--- Data supplied ---

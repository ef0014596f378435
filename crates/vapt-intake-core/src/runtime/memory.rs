// crates/vapt-intake-core/src/runtime/memory.rs
// ============================================================================
// Module: In-Memory Submission Sink
// Description: Mutex-guarded in-process submission store.
// Purpose: Default sink for hosts and tests that need no durability.
// Dependencies: crate::core, crate::interfaces, std::sync
// ============================================================================

//! ## Overview
//! [`InMemorySubmissionSink`] keeps stored submissions in a mutex-guarded
//! vector in arrival order and mints sequential identifiers. Capture time and
//! origin lookup are injected so tests can pin both; the defaults are the
//! system clock and the `Unknown` origin sentinel.

// ============================================================================
// SECTION: Imports
// ============================================================================

use std::sync::Mutex;
use std::sync::atomic::AtomicU64;
use std::sync::atomic::Ordering;

use crate::core::draft::SubmissionDraft;
use crate::core::submission::OriginAddress;
use crate::core::submission::StoredSubmission;
use crate::core::submission::SubmissionId;
use crate::core::submission::enrich;
use crate::interfaces::CaptureClock;
use crate::interfaces::OriginResolver;
use crate::interfaces::StoreError;
use crate::interfaces::SubmissionSink;
use crate::interfaces::SystemClock;

// ============================================================================
// SECTION: In-Memory Sink
// ============================================================================

/// In-process submission sink backed by a mutex-guarded vector.
///
/// # Invariants
/// - Records are held in arrival order.
/// - Identifiers are `submission-{seq}` with `seq` starting at 1 and never
///   reused within one sink instance.
pub struct InMemorySubmissionSink {
    /// Stored records in arrival order.
    records: Mutex<Vec<StoredSubmission>>,
    /// Next identifier sequence number.
    next_seq: AtomicU64,
    /// Capture clock for submission timestamps.
    clock: Box<dyn CaptureClock + Send + Sync>,
    /// Optional origin lookup; absent means the `Unknown` sentinel.
    resolver: Option<Box<dyn OriginResolver + Send + Sync>>,
}

impl InMemorySubmissionSink {
    /// Creates an empty sink using the system clock and no origin resolver.
    #[must_use]
    pub fn new() -> Self {
        Self {
            records: Mutex::new(Vec::new()),
            next_seq: AtomicU64::new(1),
            clock: Box::new(SystemClock),
            resolver: None,
        }
    }

    /// Replaces the capture clock.
    #[must_use]
    pub fn with_clock(mut self, clock: Box<dyn CaptureClock + Send + Sync>) -> Self {
        self.clock = clock;
        self
    }

    /// Installs an origin resolver.
    #[must_use]
    pub fn with_resolver(mut self, resolver: Box<dyn OriginResolver + Send + Sync>) -> Self {
        self.resolver = Some(resolver);
        self
    }

    /// Removes all stored records. The identifier sequence is not reset.
    ///
    /// # Errors
    ///
    /// Returns [`StoreError::Store`] when the record mutex is poisoned.
    pub fn clear(&self) -> Result<(), StoreError> {
        let mut records = self
            .records
            .lock()
            .map_err(|_| StoreError::Store("submission store mutex poisoned".to_string()))?;
        records.clear();
        Ok(())
    }
}

impl Default for InMemorySubmissionSink {
    fn default() -> Self {
        Self::new()
    }
}

impl SubmissionSink for InMemorySubmissionSink {
    fn store(&self, draft: &SubmissionDraft) -> Result<StoredSubmission, StoreError> {
        let seq = self.next_seq.fetch_add(1, Ordering::Relaxed);
        let id = SubmissionId::new(format!("submission-{seq}"));
        let captured_at = self.clock.now();
        let origin = self
            .resolver
            .as_ref()
            .map_or_else(OriginAddress::unknown, |resolver| resolver.resolve());
        let stored = enrich(draft, id, captured_at, origin);
        let mut records = self
            .records
            .lock()
            .map_err(|_| StoreError::Store("submission store mutex poisoned".to_string()))?;
        records.push(stored.clone());
        Ok(stored)
    }

    fn list_submissions(&self) -> Result<Vec<StoredSubmission>, StoreError> {
        let records = self
            .records
            .lock()
            .map_err(|_| StoreError::Store("submission store mutex poisoned".to_string()))?;
        Ok(records.clone())
    }
}
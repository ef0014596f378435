// crates/vapt-intake-core/src/lib.rs
// ============================================================================
// Module: VAPT Intake Core
// Description: Wizard core for VAPT intake: state, validation, submission.
// Purpose: Provide the backend-agnostic intake wizard and its interfaces.
// Dependencies: serde, thiserror, time
// ============================================================================

//! ## Overview
//! This crate implements the multi-step VAPT intake wizard: the form state and
//! its normalizing mutations, the per-step validator, the wizard controller,
//! and the enrichment that turns a completed draft into a stored submission.
//! Persistence and notification are backend-agnostic interfaces; hosts supply
//! concrete sinks, dispatchers, clocks, and origin resolvers.
//!
//! The core is deterministic: it never reads the wall clock or the network.

// ============================================================================
// SECTION: Modules
// ============================================================================

pub mod core;
pub mod interfaces;
pub mod runtime;

// ============================================================================
// SECTION: Re-exports
// ============================================================================

pub use crate::core::draft::FieldErrors;
pub use crate::core::draft::FormState;
pub use crate::core::draft::SubmissionDraft;
pub use crate::core::fields::AccountType;
pub use crate::core::fields::AssessmentType;
pub use crate::core::fields::EnvironmentType;
pub use crate::core::fields::Field;
pub use crate::core::fields::FlagField;
pub use crate::core::fields::ReportFormat;
pub use crate::core::fields::Restriction;
pub use crate::core::fields::TestingMode;
pub use crate::core::fields::TestingWindow;
pub use crate::core::fields::TextField;
pub use crate::core::steps::Diagnostic;
pub use crate::core::steps::StepReport;
pub use crate::core::steps::TOTAL_STEPS;
pub use crate::core::steps::WizardStep;
pub use crate::core::steps::validate_step;
pub use crate::core::steps::validate_submission;
pub use crate::core::submission::OriginAddress;
pub use crate::core::submission::StoredSubmission;
pub use crate::core::submission::SubmissionId;
pub use crate::core::submission::enrich;
pub use crate::core::validators::is_alphabetic_name;
pub use crate::core::validators::is_valid_device_count;
pub use crate::core::validators::is_valid_email;
pub use crate::core::validators::is_valid_ip_token;
pub use crate::core::validators::is_valid_mobile;
pub use crate::interfaces::CaptureClock;
pub use crate::interfaces::DispatchError;
pub use crate::interfaces::NoopObserver;
pub use crate::interfaces::NotificationDispatcher;
pub use crate::interfaces::OriginResolver;
pub use crate::interfaces::StoreError;
pub use crate::interfaces::SubmissionSink;
pub use crate::interfaces::SubmitObserver;
pub use crate::interfaces::SystemClock;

---

(What the exercise asks) Nothing beyond the line containing "defaults are the" is to be output; the lines above, from the first one onward to that line, are to be transcribed exactly.

(Task solution)
repository ef0014596f378435
filename crates/vapt-intake-core/src/runtime/memory.rs
// crates/vapt-intake-core/src/runtime/memory.rs
// ============================================================================
// Module: In-Memory Submission Sink
// Description: Mutex-guarded in-process submission store.
// Purpose: Default sink for hosts and tests that need no durability.
// Dependencies: crate::core, crate::interfaces, std::sync
// ============================================================================

//! ## Overview
//! [`InMemorySubmissionSink`] keeps stored submissions in a mutex-guarded
//! vector in arrival order and mints sequential identifiers. Capture time and
//! origin lookup are injected so tests can pin both; the defaults are the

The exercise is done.